The two leads are well-cast. I can buy into Cole Hauser as an up-and-coming action hero, and I doubt anyone will have trouble accepting Tom Sizemore as a bottom-feeder. (Perhaps only Mickey Roarke could do the part better.) Sizemore's off-screen image helps. Here's a guy who has been in almost as much legal trouble as Robert Blake. In the wake of his scandalous and violent break-up with Heidi Fleiss, he probably has had his share of run-ins with tabloid journalists and photographers. If there's a disappointment in the casting, it's Dennis Farina.

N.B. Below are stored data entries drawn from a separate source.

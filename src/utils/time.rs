//! RFC 3339 timestamps for turns.
//!
//! Use with `#[serde(with = "crate::utils::time")]` on an `OffsetDateTime` field.

use serde::{Deserialize, Deserializer, Serializer, de, ser};
use time::OffsetDateTime;
use time::format_description::well_known::Rfc3339;
use time::macros::format_description;

/// Serialize an `OffsetDateTime` as an RFC 3339 string.
pub fn serialize<S>(datetime: &OffsetDateTime, serializer: S) -> Result<S::Ok, S::Error>
where
    S: Serializer,
{
    let formatted = datetime.format(&Rfc3339).map_err(ser::Error::custom)?;
    serializer.serialize_str(&formatted)
}

/// Deserialize an RFC 3339 string into an `OffsetDateTime`.
pub fn deserialize<'de, D>(deserializer: D) -> Result<OffsetDateTime, D::Error>
where
    D: Deserializer<'de>,
{
    let raw = String::deserialize(deserializer)?;
    OffsetDateTime::parse(&raw, &Rfc3339).map_err(de::Error::custom)
}

/// Wall-clock `HH:MM:SS` for history listings.
pub fn clock(datetime: OffsetDateTime) -> String {
    datetime
        .format(format_description!("[hour]:[minute]:[second]"))
        .unwrap_or_else(|_| "--:--:--".to_string())
}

Despite playing the role into which he has been typecast, he isn't believable as this cop. Hopefully, he'll be more convincing replacing Jerry Orbach in TV's "Law and Order."
The filmmaker, hand-picked by Gibson, is makeup artist-turned-TV director Paul Abascal, making his feature debut. To his credit, Abascal generates some tension between Bo and Rex, and we are rooting for Bo to ritually disembowel his rival, which makes the dud of an ending all the more disappointing. I suspect that an R-rated Paparazzi would have concluded with a much more satisfying bang and a lot of gore. But what we end up with is muted and disappointing, two qualities that are true of the production as a whole. If you belong to the select group whose public and private moments are plagued by a swarm of photographers, you may welcome what this movie has to offer. The rest of us, who lack the problems associated with fame and wealth, will not be as appreciative.